GELECEK PARTİSİ’NDEN HENÜZ TALEP GELMEDİ
Yakın zamanda tüm partileri ziyaret edeceklerini açıklayan Gelecek Partisi Genel Başkanı Ahmet Davutoğlu’ndan partilerine görüşme talebi gelip gelmediği sorulan Sancar, henüz bu yönlü bir talep almadıklarını açıklayıp, “Gelince zaten değerlendirip, cevabımızı vereceğiz” dedi.
Sancar’a gündemdeki yeni Anayasa tartışmaları ve muhalefet partilerinin bu konuda bir araya geldiği yönündeki iddialar da soruldu.
‘YENİ ANAYASA ARAYIŞLARININ İTİBARSIZLAŞTIRILMASINI REDDEDİYORUZ’
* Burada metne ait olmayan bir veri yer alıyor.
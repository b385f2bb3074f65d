//! Idempotent persona seeding.

use anyhow::Result;
use tracing::info;

use conclave_core::persona::{PersonaConfigRepository, default_configurations};

/// Writes the ten default persona configurations when the repository is
/// empty. Returns true when seeding happened. Safe to call on every
/// startup; existing rows (including operator edits) are left alone.
pub async fn seed_default_personas(repository: &dyn PersonaConfigRepository) -> Result<bool> {
    let existing = repository.get_all().await?;
    if !existing.is_empty() {
        return Ok(false);
    }

    let presets = default_configurations();
    repository.save_all(&presets).await?;
    info!("[Seed] Seeded {} default personas", presets.len());
    Ok(true)
}
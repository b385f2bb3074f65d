//! Conclave core: domain models and contracts for the session orchestrator.
//!
//! This crate holds the "pure" side of the system: the session aggregate
//! and its state machine, the persona roster and configurations, the
//! memory store, the response-parsing grammar, and the traits the
//! orchestrator consumes (repositories, event broadcaster, LLM client).
//! Concrete adapters live in `conclave-infrastructure`; the dispatch loop
//! lives in `conclave-application`.

pub mod config;
pub mod error;
pub mod event;
pub mod llm;
pub mod memory;
pub mod parser;
pub mod persona;
pub mod session;

// Re-export the common error type
pub use error::{ConclaveError, Result};
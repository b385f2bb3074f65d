//! LLM client contract.
//!
//! The orchestration core only ever sees this trait: one method that takes
//! a request and returns content or an error. Concrete backends (HTTP
//! providers, scripted test doubles) live outside the core.

use anyhow::Result;
use async_trait::async_trait;
use serde::{Deserialize, Serialize};

/// Who authored a chat message, in provider terms.
#[derive(Debug, Clone, Copy, PartialEq, Eq, Serialize, Deserialize)]
#[serde(rename_all = "snake_case")]
pub enum ChatRole {
    System,
    User,
    Assistant,
}

/// One entry in the request's message list.
#[derive(Debug, Clone, PartialEq, Serialize, Deserialize)]
pub struct ChatMessage {
    pub role: ChatRole,
    pub content: String,
}

impl ChatMessage {
    pub fn system(content: impl Into<String>) -> Self {
        Self {
            role: ChatRole::System,
            content: content.into(),
        }
    }

    pub fn user(content: impl Into<String>) -> Self {
        Self {
            role: ChatRole::User,
            content: content.into(),
        }
    }

    pub fn assistant(content: impl Into<String>) -> Self {
        Self {
            role: ChatRole::Assistant,
            content: content.into(),
        }
    }
}

/// A single completion request built by the persona engine.
#[derive(Debug, Clone, PartialEq, Serialize, Deserialize)]
pub struct CompletionRequest {
    /// Model identifier from the persona configuration.
    pub model: String,
    /// The persona's system prompt.
    pub system_prompt: String,
    /// Conversation slice, memories and the incoming message, in order.
    pub messages: Vec<ChatMessage>,
    /// Sampling temperature from the persona configuration.
    pub temperature: f32,
    /// Completion token cap from the persona configuration.
    pub max_tokens: u32,
}

/// The provider's reply.
#[derive(Debug, Clone, PartialEq, Serialize, Deserialize)]
pub struct CompletionResponse {
    pub content: String,
}

/// Contract for LLM backends.
///
/// Errors carry the provider's message; the engine converts them into a
/// Stuck action rather than propagating.
#[async_trait]
pub trait LlmClient: Send + Sync {
    async fn complete(&self, request: CompletionRequest) -> Result<CompletionResponse>;
}
//! Persona configuration model.
//!
//! Each roster role carries static-but-overridable LLM settings. The
//! defaults are seeded once at startup (see `preset`); operators may edit
//! the persisted rows afterwards.

use serde::{Deserialize, Serialize};

use super::role::PersonaRole;

/// LLM settings for one roster role.
#[derive(Debug, Clone, PartialEq, Serialize, Deserialize)]
pub struct PersonaConfiguration {
    /// The roster role this configuration belongs to.
    pub role: PersonaRole,
    /// Display name of the persona.
    pub display_name: String,
    /// Model identifier passed to the LLM backend.
    pub model: String,
    /// System prompt establishing the persona's behavior and the tag protocol.
    pub system_prompt: String,
    /// Sampling temperature, 0.0 to 1.0.
    pub temperature: f32,
    /// Completion token cap.
    pub max_tokens: u32,
    /// Disabled personas are skipped by the default flow.
    pub enabled: bool,
    /// Position when listing the roster.
    pub sort_order: u32,
}

impl PersonaConfiguration {
    /// Validates ranges the rest of the system assumes.
    pub fn validate(&self) -> Result<(), String> {
        if self.display_name.trim().is_empty() {
            return Err("Display name is required and cannot be empty".to_string());
        }
        if self.model.trim().is_empty() {
            return Err("Model identifier is required and cannot be empty".to_string());
        }
        if !(0.0..=1.0).contains(&self.temperature) {
            return Err(format!(
                "Temperature must be between 0.0 and 1.0, got {}",
                self.temperature
            ));
        }
        if self.max_tokens == 0 {
            return Err("Max tokens must be greater than zero".to_string());
        }
        Ok(())
    }
}

#[cfg(test)]
mod tests {
    use super::*;

    fn config() -> PersonaConfiguration {
        PersonaConfiguration {
            role: PersonaRole::Coordinator,
            display_name: "Coordinator".to_string(),
            model: "gpt-4o".to_string(),
            system_prompt: "You coordinate the team.".to_string(),
            temperature: 0.4,
            max_tokens: 2048,
            enabled: true,
            sort_order: 0,
        }
    }

    #[test]
    fn test_validate_success() {
        assert!(config().validate().is_ok());
    }

    #[test]
    fn test_validate_temperature_range() {
        let mut cfg = config();
        cfg.temperature = 1.5;
        assert!(cfg.validate().is_err());
    }

    #[test]
    fn test_validate_empty_model() {
        let mut cfg = config();
        cfg.model = "  ".to_string();
        assert!(cfg.validate().is_err());
    }
}
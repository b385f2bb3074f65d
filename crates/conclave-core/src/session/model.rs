//! Session domain model.
//!
//! The Session is the root aggregate: it owns the conversation and the
//! persona memories recorded under its id. All writes go through the
//! orchestrator, which serializes them per session.

use chrono::{DateTime, Utc};
use serde::{Deserialize, Serialize};
use uuid::Uuid;

use super::status::SessionStatus;
use crate::persona::PersonaRole;

/// Maximum title length derived from the problem statement.
const TITLE_MAX_CHARS: usize = 80;

/// One problem-solving conversation, end to end.
#[derive(Debug, Clone, PartialEq, Serialize, Deserialize)]
pub struct Session {
    /// Unique session identifier (UUID format).
    pub id: String,
    /// Human-readable title derived from the problem statement.
    pub title: String,
    /// The user's problem statement. Immutable after creation.
    pub problem_statement: String,
    /// Current lifecycle state.
    pub status: SessionStatus,
    /// The compiled final solution. `Some` iff status is `Completed`.
    pub final_solution: Option<String>,
    /// Timestamp when the session was created.
    pub created_at: DateTime<Utc>,
    /// Timestamp of the last mutation.
    pub updated_at: DateTime<Utc>,
    /// The persona about to run. `Some` iff status is Active or
    /// WaitingForClarification.
    pub current_persona: Option<PersonaRole>,
}

impl Session {
    /// Creates a new Active session for the given problem statement.
    ///
    /// The caller has already validated that the problem is non-blank. The
    /// Coordinator is put on deck; the problem-statement message itself is
    /// appended by the orchestrator.
    pub fn new(problem_statement: String) -> Self {
        let now = Utc::now();
        Self {
            id: Uuid::new_v4().to_string(),
            title: derive_title(&problem_statement),
            problem_statement,
            status: SessionStatus::Active,
            final_solution: None,
            created_at: now,
            updated_at: now,
            current_persona: Some(PersonaRole::Coordinator),
        }
    }

    /// Refreshes the last-update timestamp.
    pub fn touch(&mut self) {
        self.updated_at = Utc::now();
    }
}

/// Derives a single-line title from a problem statement: whitespace is
/// collapsed and the result is cut at 80 characters with an ellipsis.
pub fn derive_title(problem: &str) -> String {
    let collapsed = problem.split_whitespace().collect::<Vec<_>>().join(" ");
    if collapsed.chars().count() <= TITLE_MAX_CHARS {
        return collapsed;
    }
    let cut: String = collapsed.chars().take(TITLE_MAX_CHARS).collect();
    format!("{}…", cut.trim_end())
}
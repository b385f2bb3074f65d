//! The fixed persona roster.
//!
//! Ten specialist roles collaborate on every problem; `User` exists so that
//! messages submitted by the human share the same sender type. The LLM
//! spells role names inconsistently (`businessanalyst`, `Business analyst`,
//! `BUSINESS ANALYST`), so lookup is case- and whitespace-insensitive.

use serde::{Deserialize, Serialize};
use strum_macros::EnumIter;

/// A participant in a session conversation.
#[derive(Debug, Clone, Copy, PartialEq, Eq, Hash, Serialize, Deserialize, EnumIter)]
pub enum PersonaRole {
    /// Leads the team, delegates work and compiles the final solution.
    Coordinator,
    /// Clarifies requirements and business constraints.
    BusinessAnalyst,
    /// Designs system structure and technology choices.
    TechnicalArchitect,
    /// Implements the hard parts.
    SeniorDeveloper,
    /// Implements well-scoped, simpler pieces.
    JuniorDeveloper,
    /// Designs test strategy and hunts for edge cases.
    SeniorQa,
    /// Executes straightforward verification work.
    JuniorQa,
    /// Shapes user flows and interaction design.
    UxEngineer,
    /// Shapes visual and layout design.
    UiEngineer,
    /// Writes user-facing and internal documentation.
    DocumentWriter,
    /// The human who submitted the problem. Never a delegate target.
    User,
}

impl PersonaRole {
    /// Canonical display name, as shown in transcripts and matched in
    /// `[DELEGATE:...]` tags.
    pub fn display_name(&self) -> &'static str {
        match self {
            PersonaRole::Coordinator => "Coordinator",
            PersonaRole::BusinessAnalyst => "Business Analyst",
            PersonaRole::TechnicalArchitect => "Technical Architect",
            PersonaRole::SeniorDeveloper => "Senior Developer",
            PersonaRole::JuniorDeveloper => "Junior Developer",
            PersonaRole::SeniorQa => "Senior QA",
            PersonaRole::JuniorQa => "Junior QA",
            PersonaRole::UxEngineer => "UX Engineer",
            PersonaRole::UiEngineer => "UI Engineer",
            PersonaRole::DocumentWriter => "Document Writer",
            PersonaRole::User => "User",
        }
    }

    /// The ten AI roles, in roster order. Excludes `User`.
    pub fn roster() -> Vec<PersonaRole> {
        use strum::IntoEnumIterator;
        PersonaRole::iter()
            .filter(|role| *role != PersonaRole::User)
            .collect()
    }

    /// Resolves a free-form role name to a roster member.
    ///
    /// Matching folds case and strips all whitespace, so "businessanalyst",
    /// "Business analyst" and "BUSINESS  ANALYST" all resolve to
    /// `BusinessAnalyst`. `User` is not a valid delegate target and never
    /// matches.
    pub fn match_name(name: &str) -> Option<PersonaRole> {
        let wanted = fold(name);
        if wanted.is_empty() {
            return None;
        }
        PersonaRole::roster()
            .into_iter()
            .find(|role| fold(role.display_name()) == wanted)
    }

    /// True for states where the role may be handed work via delegation.
    pub fn is_delegatable(&self) -> bool {
        *self != PersonaRole::User
    }
}

impl std::fmt::Display for PersonaRole {
    fn fmt(&self, f: &mut std::fmt::Formatter<'_>) -> std::fmt::Result {
        f.write_str(self.display_name())
    }
}

fn fold(name: &str) -> String {
    name.chars()
        .filter(|c| !c.is_whitespace())
        .flat_map(|c| c.to_lowercase())
        .collect()
}
//! A client-side WebSocket (RFC 6455) engine for the Tokio stack.
//!
//! This crate offers the wire protocol a thin application layer needs to
//! speak WebSocket against a real `ws://`/`wss://` endpoint: the HTTP
//! Upgrade handshake, an incremental frame parser fed by arbitrary network
//! chunks, a frame writer that masks every outbound payload, and the close
//! protocol that ties the two together. It does not do server-side accept,
//! permessage-deflate, or fragmentation reassembly across frames -- see
//! each module's docs for what it does and does not cover.

pub mod buffer;
pub mod client;
pub mod config;
pub mod error;
pub mod event;
pub mod frame;
pub mod handshake;
pub mod mask;
pub mod parser;
pub mod reader;
pub mod stream;
pub mod transport;
pub mod writer;

pub use client::{Client, ConnectionState};
pub use config::ClientConfig;
pub use error::Error;
pub use event::{Event, Hooks};
pub use frame::{CloseCode, Frame, OpCode};
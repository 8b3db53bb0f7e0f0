//! The application-facing event type and callback slots a received frame
//! is dispatched through (spec §4.2, §6, §9).
//!
//! Grounded on the teacher's `event.rs` shape (a tagged enum plus a
//! channel-backed stream wrapper) but reworked per spec §9: instead of an
//! mpsc channel and a server-side `ID`, the client owns one connection and
//! dispatches straight through nullable hook slots -- "a record of optional
//! callables", the spec's own suggested realization for a typed language.

use crate::frame::{CloseCode, Frame, OpCode};

/// One dispatched event (spec §9: "the event type is a tagged union").
#[derive(Debug, Clone, PartialEq)]
pub enum Event {
    Text(String),
    Binary(Vec<u8>),
    Ping(Vec<u8>),
    Pong(Vec<u8>),
    Close {
        code: Option<CloseCode>,
        reason: Vec<u8>,
    },
}

impl Event {
    /// Converts a validated, complete (`fin == true`) frame into its
    /// event. Returns `None` for fragmented data frames and Continuation
    /// frames: reassembly across frames is out of scope (spec §9 open
    /// question 3), so only `on_frame` sees those.
    pub fn from_frame(frame: &Frame) -> Option<Self> {
        if !frame.fin {
            return None;
        }
        match frame.op {
            OpCode::Text => Some(Event::Text(
                String::from_utf8(frame.data.clone()).expect("payload validated by FrameReader"),
            )),
            OpCode::Binary => Some(Event::Binary(frame.data.clone())),
            OpCode::Ping => Some(Event::Ping(frame.data.clone())),
            OpCode::Pong => Some(Event::Pong(frame.data.clone())),
            OpCode::Close => Some(Event::Close {
                code: frame.code,
                reason: frame.data.clone(),
            }),
            OpCode::Continue => None,
        }
    }
}

/// Nullable callback slots (spec §6 application API surface). Every field
/// is optional; `dispatch` invokes whichever are set, plus `on_frame` for
/// every frame regardless of `fin` -- the one hook that sees fragmented
/// and Continuation frames.
#[derive(Default)]
pub struct Hooks {
    pub on_open: Option<Box<dyn FnMut() + Send>>,
    pub on_frame: Option<Box<dyn FnMut(&Frame) + Send>>,
    pub on_text: Option<Box<dyn FnMut(&str) + Send>>,
    pub on_binary: Option<Box<dyn FnMut(&[u8]) + Send>>,
    pub on_ping: Option<Box<dyn FnMut(&[u8]) + Send>>,
    pub on_pong: Option<Box<dyn FnMut(&[u8]) + Send>>,
    pub on_close: Option<Box<dyn FnMut(Option<CloseCode>, &[u8]) + Send>>,
}

impl Hooks {
    pub fn dispatch(&mut self, frame: &Frame) {
        if let Some(hook) = &mut self.on_frame {
            hook(frame);
        }

        let Some(event) = Event::from_frame(frame) else {
            return;
        };

        match event {
            Event::Text(text) => {
                if let Some(hook) = &mut self.on_text {
                    hook(&text);
                }
            }
            Event::Binary(data) => {
                if let Some(hook) = &mut self.on_binary {
                    hook(&data);
                }
            }
            Event::Ping(data) => {
                if let Some(hook) = &mut self.on_ping {
                    hook(&data);
                }
            }
            Event::Pong(data) => {
                if let Some(hook) = &mut self.on_pong {
                    hook(&data);
                }
            }
            Event::Close { code, reason } => {
                if let Some(hook) = &mut self.on_close {
                    hook(code, &reason);
                }
            }
        }
    }
}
Sancar’ın bu soruya yanıtı; “Arkadaşlarımız orada neler yaşandığını, bu spekülasyon konusu yapılan toplantıları anlattılar. Önemli olan şudur. Anayasa dediğimiz şey, bir toplumsal sözleşmedir. Toplumun en geniş kesimlerinin katılmasıyla hazırlanmalıdır. Gündeme getirilen o toplantıda bir Anayasa çalışmasının söz konusu olmadığını taraflar açıkladılar. Fakat olabilir de. Muhalefetteki 4 partinin değil, olabilecek en geniş katılımla anayasa tartışmalarının yürütülmesini doğru ve gerekli buluyoruz. Bu olay üzerinden kapsamlı ve geniş katılımlı Anayasa arayışlarının itibarsızlaştırılmasını reddediyoruz. 2011’de TBMM’de grubu bulunan bütün partilerin eşit katılımıyla bir anayasa yapım çalışması yürütülüyordu. Yapılması gereken bunun ötesine geçmektir. Anayasa yapım süreci ile ilgili temel ilkelerinin en geniş katılımla yapılması çağrısını şimdi de yapıyoruz, geçmişte de yaptık. Ben hiçbir muhalefet partisinin bu manipülasyonlara prim vermemesini özellikle bekliyorum. Bu tartışmaların amacı elbette belli partilerin içinde sorunlar yaratmak olabilir. Fakat meselenin kendisi bunun çok ötesine geçen önümüzdeki dönem demokrasi, hukuk devleti ve adalet konularının daha geniş bir muhalif platformun oluşturulması ihtiyacıdır. Asıl ihtiyaç budur. Bunun karşılanması için sözü edilen toplantının daha somutlaştırılmış ve genişletilmiş halinin yapılması lazım. Bunun dışında yapılan spekülasyonları ve operasyonları çok fazla büyütmemek ve ciddiye almamak lazım. Asıl ihtiyacın belirttiğim çerçevede tartışılması lazım. Çağrımız bundan ibarettir” şeklinde oldu.